# Know any stores/techs in Toronto or that will look at my guitar free of charge?



## thsc (Dec 11, 2014)

I've got an electric and acoustic that both need to be looked at. Particularly, the electric I think might need some tuning up. I'm wondering if you guys know any good places that might look into issues with each guitar and let me know free of charge before I decide whether I want them fixed or not? 

On another note, what are some decent cheap places that might do an electric guitar tune-up for a reasonable price? How much can I expect to pay? 

Looking mainly in the Toronto and Hamilton area.


----------



## Kenmac (Jan 24, 2007)

Gian at Lil' Demon guitars may be able to give you a good rate.

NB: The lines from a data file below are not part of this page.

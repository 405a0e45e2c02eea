//! REST client for the courier backend.
//!
//! Every call attaches `Authorization: Bearer <token>` when the session has a
//! token. Non-2xx responses become [`ApiError::Server`] carrying the body's
//! `message` field so views can show it as a transient notice.
//!
//! ERROR HANDLING
//! ==============
//! REST is the source of truth for parcel state; callers surface failures to
//! the user and never treat them as fatal.

use std::sync::Arc;

use reqwest::{Method, Url};
use serde::{Deserialize, Serialize};
use serde_json::{Map, Value};
use wire::events::ParcelStatus;

use crate::config::ClientConfig;
use crate::session::{Session, SessionError, SessionStore, SessionUser};

const FALLBACK_ERROR_MESSAGE: &str = "API Error";

#[derive(Debug, thiserror::Error)]
pub enum ApiError {
    #[error("http request failed: {0}")]
    Http(#[from] reqwest::Error),
    /// The server answered with a non-2xx status.
    #[error("{message}")]
    Server { status: u16, message: String },
    #[error("invalid request url: {0}")]
    InvalidUrl(String),
    #[error("missing expected field `{0}`")]
    MissingField(&'static str),
    #[error("unexpected response shape: {0}")]
    Decode(#[from] serde_json::Error),
    #[error(transparent)]
    Session(#[from] SessionError),
}

/// Parcel as returned by the REST API. Fields this client does not interpret
/// are kept in `extra`.
#[derive(Clone, Debug, PartialEq, Serialize, Deserialize)]
#[serde(rename_all = "camelCase")]
pub struct Parcel {
    #[serde(rename = "_id")]
    pub id: String,
    #[serde(default)]
    pub tracking_number: String,
    pub status: ParcelStatus,
    #[serde(default)]
    pub pickup_city: String,
    #[serde(default)]
    pub delivery_city: String,
    #[serde(default)]
    pub agent_id: Option<Value>,
    #[serde(default)]
    pub current_latitude: Option<f64>,
    #[serde(default)]
    pub current_longitude: Option<f64>,
    #[serde(flatten)]
    pub extra: Map<String, Value>,
}

/// Booking form accepted by `POST /parcels/book`.
#[derive(Clone, Debug, PartialEq, Serialize)]
#[serde(rename_all = "camelCase")]
pub struct BookingRequest {
    pub pickup_address: String,
    pub pickup_city: String,
    pub delivery_address: String,
    pub delivery_city: String,
    pub parcel_type: String,
    pub weight: f64,
    pub payment_method: String,
    #[serde(skip_serializing_if = "Option::is_none")]
    pub cod_amount: Option<f64>,
    pub shipping_cost: f64,
}

#[derive(Deserialize)]
struct LoginResponse {
    token: String,
    user: SessionUser,
}

#[derive(Clone)]
pub struct ApiClient {
    http: reqwest::Client,
    base_url: String,
    session: Arc<SessionStore>,
}

impl ApiClient {
    /// Build a client for `config.api_url` reading tokens from `session`.
    ///
    /// # Errors
    ///
    /// Returns [`ApiError::Http`] if the HTTP client cannot be constructed.
    pub fn new(config: &ClientConfig, session: Arc<SessionStore>) -> Result<Self, ApiError> {
        let http = reqwest::Client::builder()
            .timeout(config.request_timeout)
            .build()?;
        Ok(Self {
            http,
            base_url: config.api_url.trim_end_matches('/').to_owned(),
            session,
        })
    }

    #[must_use]
    pub fn session(&self) -> &Arc<SessionStore> {
        &self.session
    }

    /// Send a JSON request to `endpoint` (relative to the API base URL).
    ///
    /// # Errors
    ///
    /// Returns [`ApiError::Http`] for transport failures and
    /// [`ApiError::Server`] for non-2xx responses.
    pub async fn request(&self, method: Method, endpoint: &str, body: Option<&Value>) -> Result<Value, ApiError> {
        let url = Url::parse(&format!("{}{endpoint}", self.base_url)).map_err(|_| ApiError::InvalidUrl(endpoint.to_owned()))?;
        self.send(method, url, &[], body).await
    }

    /// Base URL extended with `segments`, each percent-encoded as one path
    /// segment.
    fn resource_url(&self, segments: &[&str]) -> Result<Url, ApiError> {
        let invalid = || ApiError::InvalidUrl(self.base_url.clone());
        let mut url = Url::parse(&self.base_url).map_err(|_| invalid())?;
        url.path_segments_mut()
            .map_err(|()| invalid())?
            .pop_if_empty()
            .extend(segments);
        Ok(url)
    }

    async fn send(&self, method: Method, url: Url, query: &[(&str, &str)], body: Option<&Value>) -> Result<Value, ApiError> {
        let endpoint = url.path().to_owned();
        let mut request = self.http.request(method.clone(), url);
        if let Some(token) = self.session.token() {
            request = request.bearer_auth(token);
        }
        if !query.is_empty() {
            request = request.query(query);
        }
        if let Some(body) = body {
            request = request.json(body);
        }

        let response = request.send().await?;
        let status = response.status();
        if !status.is_success() {
            let message = response
                .json::<Value>()
                .await
                .ok()
                .as_ref()
                .and_then(|b| b.get("message"))
                .and_then(Value::as_str)
                .map_or_else(|| FALLBACK_ERROR_MESSAGE.to_owned(), str::to_owned);
            tracing::debug!(%method, %endpoint, status = status.as_u16(), %message, "api request failed");
            return Err(ApiError::Server {
                status: status.as_u16(),
                message,
            });
        }
        Ok(response.json::<Value>().await?)
    }

    // =========================================================================
    // AUTH
    // =========================================================================

    /// Exchange credentials for a token and store the resulting session.
    ///
    /// # Errors
    ///
    /// Returns the server's message on bad credentials, or a session error if
    /// the session cannot be persisted.
    pub async fn login(&self, email: &str, password: &str) -> Result<Session, ApiError> {
        let body = serde_json::json!({ "email": email, "password": password });
        let response = self.request(Method::POST, "/auth/login", Some(&body)).await?;
        let login: LoginResponse = serde_json::from_value(response)?;
        let session = Session {
            token: Some(login.token),
            user: Some(login.user),
        };
        self.session.set(session.clone())?;
        Ok(session)
    }

    /// # Errors
    ///
    /// Returns the server's message when registration is refused.
    pub async fn register(&self, form: &Value) -> Result<Value, ApiError> {
        self.request(Method::POST, "/auth/register", Some(form)).await
    }

    // =========================================================================
    // CUSTOMER
    // =========================================================================

    /// # Errors
    ///
    /// Returns transport/server errors or a decode error for unexpected shapes.
    pub async fn my_parcels(&self) -> Result<Vec<Parcel>, ApiError> {
        let response = self.request(Method::GET, "/parcels/my-parcels", None).await?;
        parcels_field(response)
    }

    /// # Errors
    ///
    /// Returns transport/server errors or a decode error for unexpected shapes.
    pub async fn book_parcel(&self, booking: &BookingRequest) -> Result<Parcel, ApiError> {
        let body = serde_json::to_value(booking)?;
        let response = self.request(Method::POST, "/parcels/book", Some(&body)).await?;
        parcel_field(response)
    }

    /// # Errors
    ///
    /// Returns transport/server errors or a decode error for unexpected shapes.
    pub async fn parcel(&self, parcel_id: &str) -> Result<Parcel, ApiError> {
        let url = self.resource_url(&["parcels", parcel_id])?;
        let response = self.send(Method::GET, url, &[], None).await?;
        parcel_field(response)
    }

    /// Look a parcel up by tracking number (the scan flow). `None` when the
    /// server answers without a parcel.
    ///
    /// # Errors
    ///
    /// Returns transport/server errors or a decode error for unexpected shapes.
    pub async fn search_parcel(&self, tracking_number: &str) -> Result<Option<Parcel>, ApiError> {
        let response = self
            .send(
                Method::GET,
                self.resource_url(&["parcels", "search"])?,
                &[("trackingNumber", tracking_number)],
                None,
            )
            .await?;
        match response.get("parcel") {
            None | Some(Value::Null) => Ok(None),
            Some(parcel) => Ok(Some(Parcel::deserialize(parcel)?)),
        }
    }

    // =========================================================================
    // AGENT
    // =========================================================================

    /// Parcels assigned to the signed-in agent, in the API's route order.
    ///
    /// # Errors
    ///
    /// Returns transport/server errors or a decode error for unexpected shapes.
    pub async fn assigned_parcels(&self) -> Result<Vec<Parcel>, ApiError> {
        let response = self.request(Method::GET, "/agents/assigned", None).await?;
        parcels_field(response)
    }

    /// # Errors
    ///
    /// Returns transport/server errors.
    pub async fn update_agent_location(&self, parcel_id: &str, latitude: f64, longitude: f64) -> Result<Value, ApiError> {
        let body = serde_json::json!({ "latitude": latitude, "longitude": longitude });
        let url = self.resource_url(&["agents", parcel_id, "location"])?;
        self.send(Method::PATCH, url, &[], Some(&body)).await
    }

    /// # Errors
    ///
    /// Returns transport/server errors.
    pub async fn complete_delivery(
        &self,
        parcel_id: &str,
        status: ParcelStatus,
        failure_reason: Option<&str>,
    ) -> Result<Value, ApiError> {
        let body = serde_json::json!({ "status": status, "failureReason": failure_reason });
        let url = self.resource_url(&["agents", parcel_id, "complete"])?;
        self.send(Method::PATCH, url, &[], Some(&body)).await
    }

    // =========================================================================
    // ADMIN
    // =========================================================================

    /// # Errors
    ///
    /// Returns transport/server errors.
    pub async fn admin_metrics(&self) -> Result<Value, ApiError> {
        self.request(Method::GET, "/admin/metrics", None).await
    }

    /// # Errors
    ///
    /// Returns transport/server errors or a decode error for unexpected shapes.
    pub async fn admin_parcels(&self) -> Result<Vec<Parcel>, ApiError> {
        let response = self.request(Method::GET, "/admin/parcels", None).await?;
        parcels_field(response)
    }

    /// # Errors
    ///
    /// Returns transport/server errors or a decode error for unexpected shapes.
    pub async fn admin_users(&self) -> Result<Vec<SessionUser>, ApiError> {
        let mut response = self.request(Method::GET, "/admin/users", None).await?;
        let users = response
            .get_mut("users")
            .map(Value::take)
            .ok_or(ApiError::MissingField("users"))?;
        Ok(serde_json::from_value(users)?)
    }

    /// # Errors
    ///
    /// Returns transport/server errors.
    pub async fn assign_agent(&self, parcel_id: &str, agent_id: &str) -> Result<Value, ApiError> {
        let body = serde_json::json!({ "parcelId": parcel_id, "agentId": agent_id });
        self.request(Method::POST, "/admin/assign-agent", Some(&body)).await
    }

    /// # Errors
    ///
    /// Returns transport/server errors.
    pub async fn remove_assignment(&self, parcel_id: &str) -> Result<Value, ApiError> {
        let body = serde_json::json!({ "parcelId": parcel_id });
        self.request(Method::POST, "/admin/remove-assignment", Some(&body))
            .await
    }
}

fn parcel_field(mut response: Value) -> Result<Parcel, ApiError> {
    let parcel = response
        .get_mut("parcel")
        .map(Value::take)
        .ok_or(ApiError::MissingField("parcel"))?;
    Ok(serde_json::from_value(parcel)?)
}

fn parcels_field(mut response: Value) -> Result<Vec<Parcel>, ApiError> {
    let parcels = response
        .get_mut("parcels")
        .map(Value::take)
        .ok_or(ApiError::MissingField("parcels"))?;
    Ok(serde_json::from_value(parcels)?)
}

#[cfg(test)]
#[path = "api_test.rs"]
mod tests;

Check out his website: http://www.lildemonguitars.com/


----------



## sambonee (Dec 20, 2007)

Contact guitars and amps in milton. Best deal around. Barry does the setups for $15 plus strings. Seriously.


----------



## parkhead (Aug 14, 2009)

While there are not as many techs as bands who are willing to work just for the "exposure".... 

typical shop rate on a set up in the GTA at a mainstream shop is around $60 plus strings 
some folks will do it for less, just as some bands will play for free 

keep in mind the job takes 20 to 45 minutes, sometimes longer if your guitar has rusty/ seized parts or other issues 
none of the techs I know are getting rich doing this work, the key is to be continuously busy, so some techs may work at a reduced rate 
to get their volume up 

most shops and techs will look at your instrument and give a quick evaluation of whats needed for no charge 
However, if you suspect it needs a setup it probably does 

if you take your car to the mechanic and tell him to "look" at your brakes because the car is not stopping... 
he will look for free but you will be repairing those brakes 

If you go to the dentist with a sore tooth, he may look for free but its also likely you are having a procedure done to resolve your ache 

if you are very price conscious about your setup I recommend the book 

" how to make your guitar Play Great" By Dan Earlwine 

a $40 to $60 investment that will save you its cover price, every time you set up your own guitar 

p


----------



## Tarbender (Apr 7, 2006)

parkhead said:


> While there are not as many techs as bands who are willing to work just for the "exposure"....
> 
> typical shop rate on a set up in the GTA at a mainstream shop is around $60 plus strings
> some folks will do it for less, just as some bands will play for free
> ...


One of the best books out there and even if you only own one guitar you really should know how it works.


----------



## knight_yyz (Mar 14, 2015)

http://www.ebeneezerguitars.com/ This guy has done a few setups for me. I forget his price though.


----------



## DavidP (Mar 7, 2006)

+1 on getting Dan's book -- IMHO a better investment than what may be a series of visits back to a tech to get it right for your playing preferences! In the long run, being able to do your own setups pays off in both $$ and ability to tweak to preference. I now do pretty well everything except frets, but also know my limits.


----------